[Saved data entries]
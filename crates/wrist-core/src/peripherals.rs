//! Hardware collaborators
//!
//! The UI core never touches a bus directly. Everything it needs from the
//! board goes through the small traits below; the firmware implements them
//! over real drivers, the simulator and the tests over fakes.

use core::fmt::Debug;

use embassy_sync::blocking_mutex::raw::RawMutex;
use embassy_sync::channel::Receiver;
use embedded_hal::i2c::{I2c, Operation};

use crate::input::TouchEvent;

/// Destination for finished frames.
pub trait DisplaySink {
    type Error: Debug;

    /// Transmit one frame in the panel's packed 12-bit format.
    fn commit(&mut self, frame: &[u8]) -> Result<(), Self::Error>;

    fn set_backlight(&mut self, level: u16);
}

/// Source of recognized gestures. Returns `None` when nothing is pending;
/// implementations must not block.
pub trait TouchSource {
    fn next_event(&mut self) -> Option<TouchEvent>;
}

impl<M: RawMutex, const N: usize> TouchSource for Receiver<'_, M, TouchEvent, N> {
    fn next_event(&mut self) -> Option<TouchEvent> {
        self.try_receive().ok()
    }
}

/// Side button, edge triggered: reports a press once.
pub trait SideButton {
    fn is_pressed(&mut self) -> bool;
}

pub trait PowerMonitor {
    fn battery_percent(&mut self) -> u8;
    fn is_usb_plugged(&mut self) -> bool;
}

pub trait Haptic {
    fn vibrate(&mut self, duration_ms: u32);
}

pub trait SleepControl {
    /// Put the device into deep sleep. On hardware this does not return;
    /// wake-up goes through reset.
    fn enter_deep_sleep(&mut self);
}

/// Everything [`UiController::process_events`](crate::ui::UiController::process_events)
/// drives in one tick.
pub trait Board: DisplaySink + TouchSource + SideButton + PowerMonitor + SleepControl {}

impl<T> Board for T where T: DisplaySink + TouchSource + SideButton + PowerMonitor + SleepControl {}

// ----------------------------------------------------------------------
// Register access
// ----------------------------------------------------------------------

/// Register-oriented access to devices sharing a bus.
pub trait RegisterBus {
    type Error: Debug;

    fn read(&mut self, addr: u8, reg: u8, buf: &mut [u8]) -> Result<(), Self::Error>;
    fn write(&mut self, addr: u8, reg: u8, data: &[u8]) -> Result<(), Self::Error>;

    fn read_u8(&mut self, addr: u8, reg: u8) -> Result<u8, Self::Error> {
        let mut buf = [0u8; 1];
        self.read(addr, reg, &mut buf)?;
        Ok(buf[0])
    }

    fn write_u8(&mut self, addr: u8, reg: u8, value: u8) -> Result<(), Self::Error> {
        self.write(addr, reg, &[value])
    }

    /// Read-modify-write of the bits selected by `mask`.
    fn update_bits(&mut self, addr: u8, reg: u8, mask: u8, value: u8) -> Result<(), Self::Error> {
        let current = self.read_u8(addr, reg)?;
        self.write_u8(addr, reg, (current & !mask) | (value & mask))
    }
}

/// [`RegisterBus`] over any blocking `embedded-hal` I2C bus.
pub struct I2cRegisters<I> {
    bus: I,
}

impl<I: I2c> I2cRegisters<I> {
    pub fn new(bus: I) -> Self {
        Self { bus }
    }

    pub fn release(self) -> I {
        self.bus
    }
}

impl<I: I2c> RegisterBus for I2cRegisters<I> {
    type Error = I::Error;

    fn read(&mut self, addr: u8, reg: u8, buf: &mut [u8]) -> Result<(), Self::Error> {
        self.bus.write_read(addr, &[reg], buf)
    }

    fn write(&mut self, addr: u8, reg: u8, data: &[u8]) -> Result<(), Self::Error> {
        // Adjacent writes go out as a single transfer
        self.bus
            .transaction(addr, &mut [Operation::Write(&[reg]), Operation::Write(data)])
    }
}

...

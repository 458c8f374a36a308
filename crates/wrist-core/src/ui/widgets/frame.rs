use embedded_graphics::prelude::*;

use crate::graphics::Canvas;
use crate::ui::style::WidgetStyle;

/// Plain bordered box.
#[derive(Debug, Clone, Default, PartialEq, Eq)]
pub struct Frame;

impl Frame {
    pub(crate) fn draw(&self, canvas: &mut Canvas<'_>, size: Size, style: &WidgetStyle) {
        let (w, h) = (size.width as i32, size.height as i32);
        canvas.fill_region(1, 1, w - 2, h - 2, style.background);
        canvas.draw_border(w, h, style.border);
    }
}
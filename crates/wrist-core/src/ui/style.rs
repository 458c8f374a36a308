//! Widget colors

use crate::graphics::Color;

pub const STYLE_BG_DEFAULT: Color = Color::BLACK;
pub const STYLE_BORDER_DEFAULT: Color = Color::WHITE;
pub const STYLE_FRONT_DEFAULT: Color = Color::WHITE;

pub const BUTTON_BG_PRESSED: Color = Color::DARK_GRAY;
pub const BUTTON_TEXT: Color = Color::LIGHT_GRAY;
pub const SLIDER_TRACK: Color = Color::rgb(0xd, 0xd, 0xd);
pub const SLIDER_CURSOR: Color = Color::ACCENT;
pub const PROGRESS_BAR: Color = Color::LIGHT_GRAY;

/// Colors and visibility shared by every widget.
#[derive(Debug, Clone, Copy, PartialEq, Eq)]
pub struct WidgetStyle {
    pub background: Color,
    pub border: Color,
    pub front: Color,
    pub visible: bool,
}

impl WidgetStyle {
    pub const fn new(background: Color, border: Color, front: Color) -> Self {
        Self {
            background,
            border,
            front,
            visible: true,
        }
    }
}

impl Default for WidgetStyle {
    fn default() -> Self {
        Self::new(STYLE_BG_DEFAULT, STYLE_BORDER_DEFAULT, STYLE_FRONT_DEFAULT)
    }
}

---

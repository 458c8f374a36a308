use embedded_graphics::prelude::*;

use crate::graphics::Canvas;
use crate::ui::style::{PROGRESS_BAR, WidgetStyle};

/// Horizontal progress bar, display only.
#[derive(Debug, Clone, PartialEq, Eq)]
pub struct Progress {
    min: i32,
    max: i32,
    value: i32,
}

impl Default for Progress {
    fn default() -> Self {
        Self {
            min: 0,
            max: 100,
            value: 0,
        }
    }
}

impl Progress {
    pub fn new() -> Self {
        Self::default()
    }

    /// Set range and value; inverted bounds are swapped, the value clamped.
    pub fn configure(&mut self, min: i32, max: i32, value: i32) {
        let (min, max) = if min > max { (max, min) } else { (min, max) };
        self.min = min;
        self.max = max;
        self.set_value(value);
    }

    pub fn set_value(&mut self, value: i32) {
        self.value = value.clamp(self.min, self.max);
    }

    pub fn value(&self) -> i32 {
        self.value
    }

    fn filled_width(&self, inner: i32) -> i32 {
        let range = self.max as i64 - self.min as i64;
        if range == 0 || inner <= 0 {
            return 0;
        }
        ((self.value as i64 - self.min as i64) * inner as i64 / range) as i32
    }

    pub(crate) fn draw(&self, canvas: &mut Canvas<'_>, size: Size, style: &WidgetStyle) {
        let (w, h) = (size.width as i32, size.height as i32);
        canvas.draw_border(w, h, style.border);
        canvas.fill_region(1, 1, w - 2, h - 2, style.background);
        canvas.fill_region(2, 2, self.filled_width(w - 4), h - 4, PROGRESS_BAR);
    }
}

→ AIM OF THE EXERCISE
State the number of lines in the records that hold the string "bool", and add nothing.

→ FINISHED EXERCISE
3